*** RECORDS PROVIDED ***

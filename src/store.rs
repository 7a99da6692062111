//! Snapshot persistence.
//!
//! Two fixed keys in the data directory: one JSON document for the player,
//! one for the deposit book. A missing or unreadable snapshot is replaced
//! with initial/empty state (with a warning) rather than crashing — the
//! engines never depend on how or whether their state is stored.

use crate::state::AppState;
use crate::types::{Deposit, PlayerState};
use anyhow::{Context, Result};
use chrono::{DateTime, Utc};
use serde::{Deserialize, Serialize};
use std::fs;
use std::path::PathBuf;
use tracing::warn;

pub const PLAYER_KEY: &str = "player.json";
pub const DEPOSITS_KEY: &str = "deposits.json";

#[derive(Debug, Serialize, Deserialize)]
struct PlayerDoc {
    player: PlayerState,
    /// Wall-clock time of the last applied tick, used for offline catch-up.
    last_update: DateTime<Utc>,
}

pub struct Store {
    data_dir: PathBuf,
}

impl Store {
    pub fn new(data_dir: PathBuf) -> Result<Self> {
        fs::create_dir_all(&data_dir)
            .with_context(|| format!("Failed to create data directory {data_dir:?}"))?;
        Ok(Self { data_dir })
    }

    pub fn default_data_dir() -> PathBuf {
        dirs::home_dir()
            .unwrap_or_else(|| PathBuf::from("."))
            .join(".deadspot")
    }

    pub fn load(&self, now: DateTime<Utc>) -> AppState {
        let (player, last_update) = match self.read_json::<PlayerDoc>(PLAYER_KEY) {
            Some(doc) => (doc.player, doc.last_update),
            None => (PlayerState::initial(), now),
        };

        let deposits = self
            .read_json::<Vec<Deposit>>(DEPOSITS_KEY)
            .unwrap_or_default();

        AppState {
            player,
            deposits,
            last_update,
        }
    }

    pub fn save(&self, state: &AppState) -> Result<()> {
        let doc = PlayerDoc {
            player: state.player.clone(),
            last_update: state.last_update,
        };
        self.write_json(PLAYER_KEY, &doc)?;
        self.write_json(DEPOSITS_KEY, &state.deposits)?;
        Ok(())
    }

    fn read_json<T: serde::de::DeserializeOwned>(&self, key: &str) -> Option<T> {
        let path = self.data_dir.join(key);
        if !path.exists() {
            return None;
        }

        let raw = match fs::read_to_string(&path) {
            Ok(raw) => raw,
            Err(e) => {
                warn!("⚠️  Failed to read {key}: {e}. Starting from initial state.");
                return None;
            }
        };

        match serde_json::from_str(&raw) {
            Ok(value) => Some(value),
            Err(e) => {
                warn!("⚠️  Malformed snapshot {key}: {e}. Starting from initial state.");
                None
            }
        }
    }

    fn write_json<T: Serialize>(&self, key: &str, value: &T) -> Result<()> {
        let path = self.data_dir.join(key);
        let raw = serde_json::to_string_pretty(value)
            .with_context(|| format!("Failed to serialize {key}"))?;
        fs::write(&path, raw).with_context(|| format!("Failed to write {path:?}"))?;
        Ok(())
    }
}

*** End of RECORDS PROVIDED ***

THE PROBLEM = Scan the data for the string "PathBuf" and copy each line in which it occurs.

SOLUTION FOR THIS TASK =
use std::path::PathBuf;
    data_dir: PathBuf,
    pub fn new(data_dir: PathBuf) -> Result<Self> {
    pub fn default_data_dir() -> PathBuf {
            .unwrap_or_else(|| PathBuf::from("."))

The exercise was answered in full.